* **Exercise**: Report every line from the following entries that contains the string "endTime".

[[ Data to process, beginning ]]

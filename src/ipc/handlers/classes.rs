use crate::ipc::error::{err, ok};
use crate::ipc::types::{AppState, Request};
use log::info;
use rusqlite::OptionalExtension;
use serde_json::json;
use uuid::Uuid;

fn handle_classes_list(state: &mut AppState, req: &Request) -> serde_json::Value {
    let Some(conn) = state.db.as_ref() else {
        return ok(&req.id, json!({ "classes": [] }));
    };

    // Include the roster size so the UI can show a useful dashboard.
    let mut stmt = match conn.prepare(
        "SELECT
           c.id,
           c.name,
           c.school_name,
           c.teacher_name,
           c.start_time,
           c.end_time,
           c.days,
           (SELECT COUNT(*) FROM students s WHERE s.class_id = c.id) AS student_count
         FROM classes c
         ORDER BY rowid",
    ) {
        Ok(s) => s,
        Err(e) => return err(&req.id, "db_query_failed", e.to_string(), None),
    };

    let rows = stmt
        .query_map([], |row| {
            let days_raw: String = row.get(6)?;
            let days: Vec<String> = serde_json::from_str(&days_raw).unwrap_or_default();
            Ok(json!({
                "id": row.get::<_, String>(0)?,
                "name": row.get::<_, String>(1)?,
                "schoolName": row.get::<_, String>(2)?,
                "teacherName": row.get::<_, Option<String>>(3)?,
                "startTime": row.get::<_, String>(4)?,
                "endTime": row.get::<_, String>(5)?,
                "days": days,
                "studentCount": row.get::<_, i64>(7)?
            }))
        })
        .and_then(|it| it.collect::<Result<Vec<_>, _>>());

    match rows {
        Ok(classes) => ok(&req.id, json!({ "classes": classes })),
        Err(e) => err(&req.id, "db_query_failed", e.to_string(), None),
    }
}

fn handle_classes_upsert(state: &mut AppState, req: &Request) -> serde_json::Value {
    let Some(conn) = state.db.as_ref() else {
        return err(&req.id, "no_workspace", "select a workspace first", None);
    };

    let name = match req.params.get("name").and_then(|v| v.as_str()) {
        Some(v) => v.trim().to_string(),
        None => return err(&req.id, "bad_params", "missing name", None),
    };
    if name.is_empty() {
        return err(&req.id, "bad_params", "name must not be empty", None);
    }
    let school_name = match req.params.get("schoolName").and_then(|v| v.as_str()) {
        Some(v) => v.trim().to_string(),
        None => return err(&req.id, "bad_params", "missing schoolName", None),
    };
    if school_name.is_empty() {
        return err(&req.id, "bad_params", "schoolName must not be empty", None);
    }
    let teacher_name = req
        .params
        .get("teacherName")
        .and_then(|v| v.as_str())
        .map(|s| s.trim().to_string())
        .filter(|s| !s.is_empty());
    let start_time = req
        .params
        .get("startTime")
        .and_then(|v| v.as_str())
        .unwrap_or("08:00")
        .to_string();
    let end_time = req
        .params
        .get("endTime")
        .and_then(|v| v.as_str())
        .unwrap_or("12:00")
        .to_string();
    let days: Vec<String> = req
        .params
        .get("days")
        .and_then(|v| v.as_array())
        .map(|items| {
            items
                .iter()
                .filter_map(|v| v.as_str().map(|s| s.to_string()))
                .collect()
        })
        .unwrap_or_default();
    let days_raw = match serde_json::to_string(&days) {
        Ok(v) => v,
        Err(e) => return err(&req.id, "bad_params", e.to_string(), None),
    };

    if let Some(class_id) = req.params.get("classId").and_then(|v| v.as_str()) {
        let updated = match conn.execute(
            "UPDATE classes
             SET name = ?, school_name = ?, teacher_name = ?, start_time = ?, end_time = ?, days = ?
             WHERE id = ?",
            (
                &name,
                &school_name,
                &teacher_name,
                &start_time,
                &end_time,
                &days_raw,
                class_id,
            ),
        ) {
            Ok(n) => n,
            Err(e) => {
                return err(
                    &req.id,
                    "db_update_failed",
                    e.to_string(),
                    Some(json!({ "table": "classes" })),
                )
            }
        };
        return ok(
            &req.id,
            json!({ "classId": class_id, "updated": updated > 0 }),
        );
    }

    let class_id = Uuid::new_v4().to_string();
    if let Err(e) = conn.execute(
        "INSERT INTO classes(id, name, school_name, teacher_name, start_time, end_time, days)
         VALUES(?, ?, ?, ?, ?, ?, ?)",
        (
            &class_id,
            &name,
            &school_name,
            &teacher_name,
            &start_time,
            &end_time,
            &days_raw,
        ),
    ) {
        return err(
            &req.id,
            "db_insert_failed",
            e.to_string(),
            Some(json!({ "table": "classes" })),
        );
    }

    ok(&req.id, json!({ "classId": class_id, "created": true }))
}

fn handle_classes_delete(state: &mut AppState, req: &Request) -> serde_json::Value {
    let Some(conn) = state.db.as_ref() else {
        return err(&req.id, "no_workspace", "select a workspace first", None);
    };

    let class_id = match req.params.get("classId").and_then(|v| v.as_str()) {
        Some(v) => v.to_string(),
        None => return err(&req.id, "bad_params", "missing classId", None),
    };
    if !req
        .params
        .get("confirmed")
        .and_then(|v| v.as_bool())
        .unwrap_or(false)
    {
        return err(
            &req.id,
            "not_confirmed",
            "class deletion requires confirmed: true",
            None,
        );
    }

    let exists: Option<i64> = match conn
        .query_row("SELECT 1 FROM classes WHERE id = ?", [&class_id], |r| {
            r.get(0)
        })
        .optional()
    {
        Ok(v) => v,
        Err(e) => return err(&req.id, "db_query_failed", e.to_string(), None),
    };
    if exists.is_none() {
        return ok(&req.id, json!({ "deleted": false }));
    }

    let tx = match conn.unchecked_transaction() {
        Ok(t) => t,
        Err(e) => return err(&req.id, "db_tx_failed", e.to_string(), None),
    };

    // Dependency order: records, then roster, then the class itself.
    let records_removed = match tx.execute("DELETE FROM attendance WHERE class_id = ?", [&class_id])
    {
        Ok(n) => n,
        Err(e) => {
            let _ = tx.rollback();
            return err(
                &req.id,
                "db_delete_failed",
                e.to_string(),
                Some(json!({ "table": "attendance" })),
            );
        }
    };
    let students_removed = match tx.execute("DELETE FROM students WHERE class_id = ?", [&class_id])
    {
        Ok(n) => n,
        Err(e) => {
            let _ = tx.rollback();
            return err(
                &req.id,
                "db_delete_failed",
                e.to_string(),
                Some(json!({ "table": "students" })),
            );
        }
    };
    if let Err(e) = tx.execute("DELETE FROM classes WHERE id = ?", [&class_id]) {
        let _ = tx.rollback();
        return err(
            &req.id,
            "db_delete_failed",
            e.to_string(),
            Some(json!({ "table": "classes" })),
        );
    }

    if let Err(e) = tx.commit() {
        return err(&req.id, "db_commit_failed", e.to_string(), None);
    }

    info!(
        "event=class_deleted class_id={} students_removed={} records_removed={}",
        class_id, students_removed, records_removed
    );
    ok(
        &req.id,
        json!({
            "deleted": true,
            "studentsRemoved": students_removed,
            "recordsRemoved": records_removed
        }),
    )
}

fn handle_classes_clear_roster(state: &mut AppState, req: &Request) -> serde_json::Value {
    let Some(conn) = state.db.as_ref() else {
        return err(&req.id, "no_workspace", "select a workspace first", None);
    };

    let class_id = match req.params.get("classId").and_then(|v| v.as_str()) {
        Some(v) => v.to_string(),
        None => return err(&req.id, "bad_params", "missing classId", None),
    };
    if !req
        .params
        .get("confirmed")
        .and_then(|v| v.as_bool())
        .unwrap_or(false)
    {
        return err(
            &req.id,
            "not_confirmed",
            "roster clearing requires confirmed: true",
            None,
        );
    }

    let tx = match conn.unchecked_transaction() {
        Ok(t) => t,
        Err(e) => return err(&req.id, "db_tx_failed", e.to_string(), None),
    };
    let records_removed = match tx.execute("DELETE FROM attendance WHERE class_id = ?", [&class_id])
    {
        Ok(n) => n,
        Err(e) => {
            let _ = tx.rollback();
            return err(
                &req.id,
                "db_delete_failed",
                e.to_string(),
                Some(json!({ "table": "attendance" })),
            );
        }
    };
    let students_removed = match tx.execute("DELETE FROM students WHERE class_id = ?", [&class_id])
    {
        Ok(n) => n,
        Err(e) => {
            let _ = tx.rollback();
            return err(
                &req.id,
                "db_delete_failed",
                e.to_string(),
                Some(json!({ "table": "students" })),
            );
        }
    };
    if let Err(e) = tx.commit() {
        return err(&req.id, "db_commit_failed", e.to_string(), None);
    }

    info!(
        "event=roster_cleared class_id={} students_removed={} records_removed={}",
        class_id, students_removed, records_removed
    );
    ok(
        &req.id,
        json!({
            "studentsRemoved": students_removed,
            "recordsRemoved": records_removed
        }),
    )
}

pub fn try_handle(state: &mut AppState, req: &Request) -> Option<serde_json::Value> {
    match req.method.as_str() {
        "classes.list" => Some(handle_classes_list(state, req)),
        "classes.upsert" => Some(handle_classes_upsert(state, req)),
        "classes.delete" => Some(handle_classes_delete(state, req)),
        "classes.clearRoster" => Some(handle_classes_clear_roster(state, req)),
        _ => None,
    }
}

[[ Data to process, end ]]

* **Solution to this problem**:
                "endTime": row.get::<_, String>(5)?,
        .get("endTime")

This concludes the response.